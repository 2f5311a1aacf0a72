//! Service-record archive

use crate::error::Result;
use crate::models::{ServiceRecord, YearMonth};
use crate::session::Session;
use crate::store::{Collection, SharedDocumentStore, Stored, DEFAULT_LIST_LIMIT};

pub struct ServiceArchive {
    records: Collection<ServiceRecord>,
    list_limit: usize,
}

impl ServiceArchive {
    pub fn new(store: SharedDocumentStore) -> Self {
        Self {
            records: Collection::new(store),
            list_limit: DEFAULT_LIST_LIMIT,
        }
    }

    pub fn with_list_limit(mut self, limit: usize) -> Self {
        self.list_limit = limit;
        self
    }

    /// Most recent service first
    pub async fn list(&self) -> Result<Vec<Stored<ServiceRecord>>> {
        Ok(self.records.list("-date", self.list_limit).await?)
    }

    /// Records whose title, leader or songs contain `query`; blank lists everything
    pub async fn search(&self, query: &str) -> Result<Vec<Stored<ServiceRecord>>> {
        let mut records = self.list().await?;
        let query = query.trim();
        if !query.is_empty() {
            records.retain(|r| r.matches_query(query));
        }
        Ok(records)
    }

    /// Search results grouped by month, newest month first
    pub async fn by_month(&self, query: &str) -> Result<Vec<(YearMonth, Vec<Stored<ServiceRecord>>)>> {
        let mut groups: Vec<(YearMonth, Vec<Stored<ServiceRecord>>)> = Vec::new();
        for record in self.search(query).await? {
            let month = record.year_month();
            match groups.iter_mut().find(|(m, _)| *m == month) {
                Some((_, records)) => records.push(record),
                None => groups.push((month, vec![record])),
            }
        }
        groups.sort_by(|a, b| b.0.cmp(&a.0));
        Ok(groups)
    }

    pub async fn create(&self, record: &ServiceRecord) -> Result<Stored<ServiceRecord>> {
        let stored = self.records.create(record).await?;
        tracing::info!(id = %stored.id, date = %stored.date, songs = stored.songs.len(), "Service archived");
        Ok(stored)
    }

    pub async fn update(&self, id: &str, record: &ServiceRecord) -> Result<Stored<ServiceRecord>> {
        Ok(self.records.update(id, record).await?)
    }

    /// Team leader only
    pub async fn delete(&self, session: &Session, id: &str) -> Result<()> {
        session.require_delete("delete service record")?;
        self.records.delete(id).await?;
        Ok(())
    }
}
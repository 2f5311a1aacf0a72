//! Church and team calendar events

use chrono::NaiveDate;
use serde::{Deserialize, Serialize};
use std::fmt;

use super::blank_as_none;
use crate::store::Entity;

#[derive(Debug, Clone, Copy, PartialEq, Eq, Hash, Serialize, Deserialize, Default)]
pub enum EventCategory {
    #[serde(rename = "예배")]
    #[default]
    Worship,
    #[serde(rename = "연습")]
    Practice,
    #[serde(rename = "팀행사")]
    TeamEvent,
    #[serde(rename = "특별일정")]
    Special,
    #[serde(rename = "휴무")]
    DayOff,
}

impl EventCategory {
    pub fn korean_label(&self) -> &'static str {
        match self {
            Self::Worship => "예배",
            Self::Practice => "연습",
            Self::TeamEvent => "팀행사",
            Self::Special => "특별일정",
            Self::DayOff => "휴무",
        }
    }
}

impl fmt::Display for EventCategory {
    fn fmt(&self, f: &mut fmt::Formatter<'_>) -> fmt::Result {
        f.write_str(self.korean_label())
    }
}

#[derive(Debug, Clone, PartialEq, Serialize, Deserialize)]
pub struct CalendarEvent {
    pub title: String,

    pub date: NaiveDate,

    /// `HH:MM`, as entered
    #[serde(default, deserialize_with = "blank_as_none")]
    pub time: Option<String>,

    #[serde(default, deserialize_with = "blank_as_none")]
    pub location: Option<String>,

    #[serde(default)]
    pub category: EventCategory,

    #[serde(default)]
    pub description: String,
}

impl CalendarEvent {
    pub fn new(title: impl Into<String>, date: NaiveDate, category: EventCategory) -> Self {
        Self {
            title: title.into(),
            date,
            time: None,
            location: None,
            category,
            description: String::new(),
        }
    }
}

impl Entity for CalendarEvent {
    const COLLECTION: &'static str = "events";

    fn validate(&self) -> Result<(), String> {
        if self.title.trim().is_empty() {
            return Err("event title must not be blank".to_string());
        }
        Ok(())
    }
}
* * *
■ YOUR GOAL:
Check every line of the data above for the string "Option", and copy those that have it.

■ SOLUTION TO THIS EXERCISE:
    pub time: Option<String>,
    pub location: Option<String>,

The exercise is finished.